A Cure For Cystic Fibrosis?

Ever since scientists discovered the genetic cause of cystic fibrosis, patients and doctors alike have dreamt of a treatment for this life-threatening disease. This dream came true on October 31, 2019, when a three-drug combination named Trikafka was unveiled at a national conference in Tennessee, and the study behind it was published in two leading medical journals. Previously, people with cystic fibrosis didn’t even go to college because they knew they wouldn’t survive long after. With the widespread recognition of Trikafka as an effective treatment of the disease, they are now making plans for retirement.

Cystic fibrosis is a genetic disease that causes mucus and bacteria to build up in a patient’s lungs, putting them at risk for infection and making it difficult to breathe. It is caused by a specific type of gene mutation (called a point mutation) in the DNA that either adds a base pair, deletes it, or substitutes it for another base pair. The most common form of cystic fibrosis deletes a base pair in DNA, but other variations of the disease have different types of point mutations either on the same or different regions of DNA. However, what they all have in common is their position on a gene encoding a protein called the cystic fibrosis transmembrane conductance regulator (CFTR). This protein normally transports chloride ions to the surface of a cell, attracting water to the cell as a result. The water then clears out the mucus that builds up in the airways of our lungs.
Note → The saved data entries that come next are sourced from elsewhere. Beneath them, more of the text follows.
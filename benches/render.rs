#![allow(
    clippy::tests_outside_test_module,
    clippy::unwrap_used,
    reason = "benchmark"
)]

use std::hint::black_box;

use criterion::{Criterion, criterion_group, criterion_main};
use handlebars::Handlebars;
use minijinja::Environment;
use tagweave::Engine;

mod utils;

const TAGWEAVE_TEMPLATE: &str = include_str!("template_tagweave.tmpl");

fn tagweave_benchmark(c: &mut Criterion) {
    let mut engine = Engine::new();
    engine.register_partial("footer", utils::FOOTER);
    let template = engine.compile(TAGWEAVE_TEMPLATE).unwrap();
    let contexts = utils::generate_random_contexts(100);

    let mut group = c.benchmark_group("Template Rendering");
    group.sample_size(50);

    group.bench_function("tagweave_parse", |b| {
        b.iter(|| black_box(engine.parse(black_box(TAGWEAVE_TEMPLATE)).unwrap()));
    });
    group.bench_function("tagweave_render", |b| {
        b.iter(|| {
            for context in &contexts {
                black_box(template.render(context).unwrap());
            }
        });
    });

    group.finish();
}

fn handlebars_benchmark(c: &mut Criterion) {
    let mut handlebars = Handlebars::new();
    handlebars
        .register_partial("footer", utils::FOOTER)
        .unwrap();
    handlebars
        .register_template_string("profile", include_str!("template_handlebars.hbs"))
        .unwrap();
    let contexts = utils::generate_random_contexts(100);

    let mut group = c.benchmark_group("Template Rendering");
    group.sample_size(50);

    group.bench_function("handlebars_render", |b| {
        b.iter(|| {
            for context in &contexts {
                black_box(handlebars.render("profile", context).unwrap());
            }
        });
    });

    group.finish();
}

fn minijinja_benchmark(c: &mut Criterion) {
    let mut env = Environment::new();
    env.add_template("footer", "<footer>Generated for {{ user.name }} in {{ year }}</footer>")
        .unwrap();
    env.add_template("profile", include_str!("template_minijinja.jinja"))
        .unwrap();
    let contexts = utils::generate_random_contexts(100);

    let mut group = c.benchmark_group("Template Rendering");
    group.sample_size(50);

    group.bench_function("minijinja_render", |b| {
        b.iter(|| {
            let template = env.get_template("profile").unwrap();
            for context in &contexts {
                black_box(template.render(context).unwrap());
            }
        });
    });

    group.finish();
}

criterion_group!(
    benches,
    tagweave_benchmark,
    handlebars_benchmark,
    minijinja_benchmark
);
criterion_main!(benches);
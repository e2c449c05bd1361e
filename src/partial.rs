use std::sync::OnceLock;

use crate::{ast::Node, config::Syntax, error::ParseError, parser::parse};

/// What a partial can be registered from.
#[derive(Debug, Clone, PartialEq, Eq)]
pub enum PartialSource {
    /// Template text, parsed the first time the partial is rendered.
    Text(String),
    /// An already parsed template.
    Ast(Vec<Node>),
}

impl From<&str> for PartialSource {
    fn from(text: &str) -> Self {
        Self::Text(text.to_string())
    }
}

impl From<String> for PartialSource {
    fn from(text: String) -> Self {
        Self::Text(text)
    }
}

impl From<Vec<Node>> for PartialSource {
    fn from(ast: Vec<Node>) -> Self {
        Self::Ast(ast)
    }
}

/// A registered partial. The parsed form is cached on first use and never
/// modified afterwards.
#[derive(Debug)]
pub(crate) struct Partial {
    text: Option<String>,
    ast: OnceLock<Result<Vec<Node>, ParseError>>,
}

impl Partial {
    pub(crate) fn new(source: PartialSource) -> Self {
        match source {
            PartialSource::Text(text) => Self {
                text: Some(text),
                ast: OnceLock::new(),
            },
            PartialSource::Ast(ast) => Self {
                text: None,
                ast: OnceLock::from(Ok(ast)),
            },
        }
    }

    pub(crate) fn ast(&self, name: &str, syntax: &Syntax) -> Result<&[Node], ParseError> {
        self.ast
            .get_or_init(|| {
                tracing::debug!(partial = name, "parsing partial");
                parse(self.text.as_deref().unwrap_or_default(), syntax)
            })
            .as_deref()
            .map_err(Clone::clone)
    }
}
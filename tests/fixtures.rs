use std::sync::{Arc, Mutex};

use rand::Rng;
use tagweave::{Diagnostic, Engine};

pub fn get_engine() -> Engine {
    Engine::new()
}

/// Installs a handler collecting every diagnostic the engine reports.
pub fn capture_diagnostics(engine: &mut Engine) -> Arc<Mutex<Vec<Diagnostic>>> {
    let seen = Arc::new(Mutex::new(Vec::new()));
    let sink = Arc::clone(&seen);
    engine.set_diagnostic_handler(move |diagnostic| {
        sink.lock().unwrap().push(diagnostic.clone());
    });
    seen
}

pub fn generate_random_whitespace() -> String {
    let mut rng = rand::rng();
    let length = rng.random_range(0..10);
    (0..length).map(|_| ' ').collect()
}

pub fn generate_random_whitespace_at_least_one() -> String {
    let mut rng = rand::rng();
    let length = rng.random_range(1..10);
    (0..length).map(|_| ' ').collect()
}
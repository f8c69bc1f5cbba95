use chrono::NaiveDate;
use serde::{Deserialize, Serialize};

// ---------------------------------------------------------------------------
// ChartPoint — One calendar day on the trend chart
// ---------------------------------------------------------------------------

#[derive(Debug, Clone, PartialEq, Eq, Serialize, Deserialize)]
#[serde(rename_all = "camelCase")]
pub struct ChartPoint {
    pub date: NaiveDate,
    pub daily_words: i64,
    /// `None` until the first day with data; serialized as `null` so line
    /// charts leave leading gaps blank.
    pub total_words: Option<u64>,
}

// ---------------------------------------------------------------------------
// HeatmapPoint — One calendar cell on the activity heatmap
// ---------------------------------------------------------------------------

#[derive(Debug, Clone, PartialEq, Eq, Serialize, Deserialize)]
#[serde(rename_all = "camelCase")]
pub struct HeatmapPoint {
    pub date: NaiveDate,
    pub count: u64,
}
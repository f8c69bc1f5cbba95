//! Calendar-contiguous series for the trend chart and heatmap.

use std::collections::HashMap;

use chrono::{Days, NaiveDate};

use crate::models::{ChartPoint, DailyAggregate, HeatmapPoint};

/// `count` consecutive calendar days ending at `anchor` (inclusive), ascending.
pub fn calendar_days(anchor: NaiveDate, count: u32) -> Vec<NaiveDate> {
    (0..count)
        .rev()
        .filter_map(|back| anchor.checked_sub_days(Days::new(u64::from(back))))
        .collect()
}

/// Expand sparse aggregates over a dense calendar.
///
/// Days with an aggregate emit its `net_change` and `total_words`. Later days
/// without one carry the last known total forward with zero daily words. Days
/// before the first aggregate in the walk get `total_words: None`.
pub fn materialize(daily: &[DailyAggregate], calendar: &[NaiveDate]) -> Vec<ChartPoint> {
    let by_date: HashMap<NaiveDate, &DailyAggregate> =
        daily.iter().map(|d| (d.date, d)).collect();

    let mut running: Option<u64> = None;
    calendar
        .iter()
        .map(|&date| match by_date.get(&date) {
            Some(day) => {
                running = Some(day.total_words);
                ChartPoint {
                    date,
                    daily_words: day.net_change,
                    total_words: running,
                }
            }
            None => ChartPoint {
                date,
                daily_words: 0,
                total_words: running,
            },
        })
        .collect()
}

/// Keep only aggregates falling inside the span of `calendar`.
pub fn within(daily: &[DailyAggregate], calendar: &[NaiveDate]) -> Vec<DailyAggregate> {
    let (Some(first), Some(last)) = (calendar.first(), calendar.last()) else {
        return Vec::new();
    };
    daily
        .iter()
        .filter(|d| d.date >= *first && d.date <= *last)
        .cloned()
        .collect()
}

/// Heatmap cells weighted by effort (`total_investment`).
pub fn heatmap(daily: &[DailyAggregate]) -> Vec<HeatmapPoint> {
    daily
        .iter()
        .map(|d| HeatmapPoint {
            date: d.date,
            count: d.total_investment,
        })
        .collect()
}
//! Streak calculation tests.

mod common;

use common::{agg, record};
use wordstats::stats::{aggregate, longest_streak, streak};

// ---------------------------------------------------------------------------
// streak
// ---------------------------------------------------------------------------

#[test]
fn empty_series_has_no_streak() {
    assert_eq!(streak(&[]), 0);
}

#[test]
fn single_active_day_is_one() {
    assert_eq!(streak(&[agg("2024-01-01", 100, 100)]), 1);
}

#[test]
fn last_day_without_net_change_breaks_streak() {
    let daily = vec![
        agg("2024-01-01", 100, 100),
        agg("2024-01-02", 150, 50),
        agg("2024-01-03", 150, 0),
    ];
    assert_eq!(streak(&daily), 0);
}

#[test]
fn counts_consecutive_calendar_days() {
    let daily = vec![
        agg("2024-01-01", 100, 100),
        agg("2024-01-03", 150, 50),
        agg("2024-01-04", 170, 20),
        agg("2024-01-05", 160, -10),
    ];
    assert_eq!(streak(&daily), 3);
}

#[test]
fn gap_day_stops_the_walk() {
    let records = vec![
        record("2024-01-01 10:00:00", "a", 100, 100),
        record("2024-01-03 09:00:00", "a", 150, 50),
    ];
    assert_eq!(streak(&aggregate(&records)), 1);
}

#[test]
fn zero_day_in_the_middle_stops_the_walk() {
    let daily = vec![
        agg("2024-01-01", 100, 100),
        agg("2024-01-02", 100, 0),
        agg("2024-01-03", 130, 30),
    ];
    assert_eq!(streak(&daily), 1);
}

#[test]
fn streak_is_anchored_at_last_data_day() {
    let daily = vec![
        agg("2023-06-10", 10, 10),
        agg("2023-06-11", 20, 10),
    ];
    assert_eq!(streak(&daily), 2);
}

#[test]
fn crosses_month_and_year_boundaries() {
    let daily = vec![
        agg("2023-12-30", 10, 10),
        agg("2023-12-31", 20, 10),
        agg("2024-01-01", 30, 10),
    ];
    assert_eq!(streak(&daily), 3);
}

// ---------------------------------------------------------------------------
// longest_streak
// ---------------------------------------------------------------------------

#[test]
fn longest_streak_of_empty_is_zero() {
    assert_eq!(longest_streak(&[]), 0);
}

#[test]
fn longest_streak_finds_earlier_run() {
    let daily = vec![
        agg("2024-01-01", 10, 10),
        agg("2024-01-02", 20, 10),
        agg("2024-01-03", 30, 10),
        agg("2024-01-05", 40, 10),
        agg("2024-01-06", 40, 0),
    ];
    assert_eq!(longest_streak(&daily), 3);
    assert_eq!(streak(&daily), 0);
}

#[test]
fn longest_streak_is_split_by_zero_days() {
    let daily = vec![
        agg("2024-01-01", 10, 10),
        agg("2024-01-02", 10, 0),
        agg("2024-01-03", 20, 10),
        agg("2024-01-04", 30, 10),
    ];
    assert_eq!(longest_streak(&daily), 2);
}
However, cystic fibrosis causes the CFTR protein to be misfolded, rendering it unable to effectively carry chloride ions. When this happens, the mucus in various organs, including the lungs, builds up and becomes thick and sticky. The mucus clogs the airways and traps germs in the surrounding tissue, leading to a high risk of infection for cystic fibrosis patients. The mucus can also lead to inflammation, respiratory failure, and other complications. Its adverse effects are not restricted to the lungs either, as mucus can also disrupt key biological processes in the pancreas and liver.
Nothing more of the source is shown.